Your goal: Nothing past the line containing "const GRAPH_API_BASE: &str" belongs in the output. Copy exactly every line of the data below from the first up to and including it.

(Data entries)

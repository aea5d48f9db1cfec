use std::collections::HashMap;

use async_trait::async_trait;
use hmac::{Hmac, Mac};
use serde_json::{json, Value};
use sha2::Sha256;

use crate::error::{EngineError, EngineResult};
use crate::types::{Channel, ChannelConfig, DeliveryStatus, InboundEvent, StatusEvent};

const GRAPH_API_BASE: &str = "https://graph.facebook.com/v21.0";

/// One adapter per external channel. Normalizes that channel's webhook
/// payloads into canonical events and sends outbound text back through the
/// provider's API, returning the provider message id on success.
#[async_trait]
pub trait ChannelAdapter: Send + Sync {
    fn channel(&self) -> Channel;

    /// Company that owns this channel's webhook endpoint.
    fn company_id(&self) -> &str;

    fn verify_signature(&self, signature_header: Option<&str>, body: &[u8]) -> bool;

    /// Meta-style GET handshake: echoes the challenge when mode and token
    /// match. Returns the challenge to echo, or None to reject.
    fn verify_handshake(&self, mode: &str, token: &str, challenge: &str) -> Option<String>;

    /// One webhook delivery can batch inbound messages and status updates;
    /// both come back in arrival order.
    fn parse_events(&self, payload: &Value) -> (Vec<InboundEvent>, Vec<StatusEvent>);

    async fn send(&self, recipient_external_id: &str, text: &str) -> EngineResult<String>;
}

pub fn normalize_phone(raw: &str) -> Option<String> {
    let digits = raw
        .chars()
        .filter(|c| c.is_ascii_digit())
        .collect::<String>();
    if digits.is_empty() {
        None
    } else {
        Some(digits)
    }
}

fn verify_meta_signature(app_secret: &str, signature_header: Option<&str>, body: &[u8]) -> bool {
    if app_secret.is_empty() {
        return true;
    }
    let signature = signature_header.unwrap_or("").trim();
    let Some(signature) = signature.strip_prefix("sha256=") else {
        return false;
    };
    let signature = signature.trim();
    if signature.is_empty() {
        return false;
    }
    let Ok(signature_bytes) = hex::decode(signature) else {
        return false;
    };
    let Ok(mut mac) = Hmac::<Sha256>::new_from_slice(app_secret.as_bytes()) else {
        return false;
    };
    mac.update(body);
    mac.verify_slice(&signature_bytes).is_ok()
}

fn meta_handshake(
    expected_token: &str,
    mode: &str,
    token: &str,
    challenge: &str,
) -> Option<String> {
    if mode == "subscribe"
        && !challenge.is_empty()
        && !expected_token.is_empty()
        && token == expected_token
    {
        Some(challenge.to_string())
    } else {
        None
    }
}

fn provider_status(raw: &str) -> Option<DeliveryStatus> {
    match raw {
        "sent" => Some(DeliveryStatus::SentToProvider),
        "delivered" => Some(DeliveryStatus::Delivered),
        "read" => Some(DeliveryStatus::Read),
        "failed" => Some(DeliveryStatus::Error),
        _ => None,
    }
}

async fn graph_send(
    client: &reqwest::Client,
    url: String,
    access_token: &str,
    payload: Value,
    extract_id: fn(&Value) -> Option<&str>,
) -> EngineResult<String> {
    let response = client
        .post(url)
        .bearer_auth(access_token)
        .json(&payload)
        .send()
        .await
        .map_err(|err| EngineError::ChannelSendFailed {
            status_code: 0,
            detail: err.to_string(),
        })?;

    let status = response.status();
    let body = response
        .json::<Value>()
        .await
        .unwrap_or_else(|_| json!({}));
    if !status.is_success() {
        return Err(EngineError::ChannelSendFailed {
            status_code: status.as_u16(),
            detail: body
                .get("error")
                .and_then(|e| e.get("message"))
                .and_then(Value::as_str)
                .unwrap_or("provider rejected the message")
                .to_string(),
        });
    }

    let provider_id = extract_id(&body).unwrap_or("").to_string();
    if provider_id.is_empty() {
        return Err(EngineError::ChannelSendFailed {
            status_code: status.as_u16(),
            detail: "provider response had no message id".to_string(),
        });
    }
    Ok(provider_id)
}

pub struct WhatsAppAdapter {
    client: reqwest::Client,
    config: ChannelConfig,
}

impl WhatsAppAdapter {
    pub fn new(client: reqwest::Client, config: ChannelConfig) -> Self {
        Self { client, config }
    }

    fn contact_profile_names(value: &Value) -> HashMap<String, String> {
        let contacts = value
            .get("contacts")
            .and_then(Value::as_array)
            .cloned()
            .unwrap_or_default();
        let mut map = HashMap::new();
        for contact in contacts {
            let wa_id = contact
                .get("wa_id")
                .and_then(Value::as_str)
                .or_else(|| contact.get("input").and_then(Value::as_str))
                .unwrap_or("");
            let Some(digits) = normalize_phone(wa_id) else {
                continue;
            };
            let name = contact
                .get("profile")
                .and_then(|p| p.get("name"))
                .and_then(Value::as_str)
                .unwrap_or("")
                .trim()
                .to_string();
            map.insert(digits, name);
        }
        map
    }

    fn inbound_text(message: &Value) -> Option<String> {
        let msg_type = message
            .get("type")
            .and_then(Value::as_str)
            .unwrap_or("")
            .to_ascii_lowercase();
        let text = match msg_type.as_str() {
            "text" => message
                .get("text")
                .and_then(|v| v.get("body"))
                .and_then(Value::as_str),
            "button" => message
                .get("button")
                .and_then(|v| v.get("text"))
                .and_then(Value::as_str),
            "interactive" => message.get("interactive").and_then(|v| {
                v.get("button_reply")
                    .and_then(|r| r.get("title"))
                    .and_then(Value::as_str)
                    .or_else(|| {
                        v.get("list_reply")
                            .and_then(|r| r.get("title"))
                            .and_then(Value::as_str)
                    })
            }),
            _ => None,
        };
        let text = text.unwrap_or("").trim().to_string();
        if text.is_empty() {
            None
        } else {
            Some(text)
        }
    }
}

#[async_trait]
impl ChannelAdapter for WhatsAppAdapter {
    fn channel(&self) -> Channel {
        Channel::Whatsapp
    }

    fn company_id(&self) -> &str {
        &self.config.company_id
    }

    fn verify_signature(&self, signature_header: Option<&str>, body: &[u8]) -> bool {
        verify_meta_signature(&self.config.app_secret, signature_header, body)
    }

    fn verify_handshake(&self, mode: &str, token: &str, challenge: &str) -> Option<String> {
        meta_handshake(&self.config.verify_token, mode, token, challenge)
    }

    fn parse_events(&self, payload: &Value) -> (Vec<InboundEvent>, Vec<StatusEvent>) {
        let mut inbound = Vec::new();
        let mut statuses = Vec::new();

        let entries = payload
            .get("entry")
            .and_then(Value::as_array)
            .cloned()
            .unwrap_or_default();
        for entry in entries {
            let changes = entry
                .get("changes")
                .and_then(Value::as_array)
                .cloned()
                .unwrap_or_default();
            for change in changes {
                let value = change.get("value").cloned().unwrap_or_else(|| json!({}));
                let metadata_phone_id = value
                    .get("metadata")
                    .and_then(|m| m.get("phone_number_id"))
                    .and_then(Value::as_str)
                    .unwrap_or("");
                if !self.config.phone_number_id.is_empty()
                    && !metadata_phone_id.is_empty()
                    && self.config.phone_number_id != metadata_phone_id
                {
                    continue;
                }

                let profile_names = Self::contact_profile_names(&value);

                let messages = value
                    .get("messages")
                    .and_then(Value::as_array)
                    .cloned()
                    .unwrap_or_default();
                for message in messages {
                    let from = message.get("from").and_then(Value::as_str).unwrap_or("");
                    let Some(phone) = normalize_phone(from) else {
                        continue;
                    };
                    let provider_message_id = message
                        .get("id")
                        .and_then(Value::as_str)
                        .unwrap_or("")
                        .to_string();
                    if provider_message_id.is_empty() {
                        continue;
                    }
                    let Some(text) = Self::inbound_text(&message) else {
                        continue;
                    };
                    let display_name = profile_names
                        .get(&phone)
                        .filter(|name| !name.is_empty())
                        .cloned()
                        .unwrap_or_else(|| phone.clone());
                    inbound.push(InboundEvent {
                        company_id: self.config.company_id.clone(),
                        external_sender_id: phone,
                        sender_display_name: display_name,
                        text,
                        provider_message_id,
                        channel: Channel::Whatsapp,
                    });
                }

                let status_items = value
                    .get("statuses")
                    .and_then(Value::as_array)
                    .cloned()
                    .unwrap_or_default();
                for item in status_items {
                    let provider_message_id = item
                        .get("id")
                        .and_then(Value::as_str)
                        .unwrap_or("")
                        .to_string();
                    let raw_status = item.get("status").and_then(Value::as_str).unwrap_or("");
                    let Some(new_status) = provider_status(raw_status) else {
                        continue;
                    };
                    if provider_message_id.is_empty() {
                        continue;
                    }
                    statuses.push(StatusEvent {
                        channel: Channel::Whatsapp,
                        provider_message_id,
                        new_status,
                    });
                }
            }
        }

        (inbound, statuses)
    }

    async fn send(&self, recipient_external_id: &str, text: &str) -> EngineResult<String> {
        if self.config.access_token.is_empty() || self.config.phone_number_id.is_empty() {
            return Err(EngineError::ChannelSendFailed {
                status_code: 0,
                detail: "missing whatsapp accessToken or phoneNumberId".to_string(),
            });
        }
        let payload = json!({
            "messaging_product": "whatsapp",
            "recipient_type": "individual",
            "to": recipient_external_id,
            "type": "text",
            "text": { "preview_url": false, "body": text },
        });
        graph_send(
            &self.client,
            format!("{GRAPH_API_BASE}/{}/messages", self.config.phone_number_id),
            &self.config.access_token,
            payload,
            |body| {
                body.get("messages")
                    .and_then(Value::as_array)
                    .and_then(|messages| messages.first())
                    .and_then(|message| message.get("id"))
                    .and_then(Value::as_str)
            },
        )
        .await
    }
}

pub struct MessengerAdapter {
    client: reqwest::Client,
    config: ChannelConfig,
}

impl MessengerAdapter {
    pub fn new(client: reqwest::Client, config: ChannelConfig) -> Self {
        Self { client, config }
    }
}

Solution to the problem:
repository aea5d48f9db1cfec
use std::collections::HashMap;

use async_trait::async_trait;
use hmac::{Hmac, Mac};
use serde_json::{json, Value};
use sha2::Sha256;

use crate::error::{EngineError, EngineResult};
use crate::types::{Channel, ChannelConfig, DeliveryStatus, InboundEvent, StatusEvent};

const GRAPH_API_BASE: &str = "https://graph.facebook.com/v21.0";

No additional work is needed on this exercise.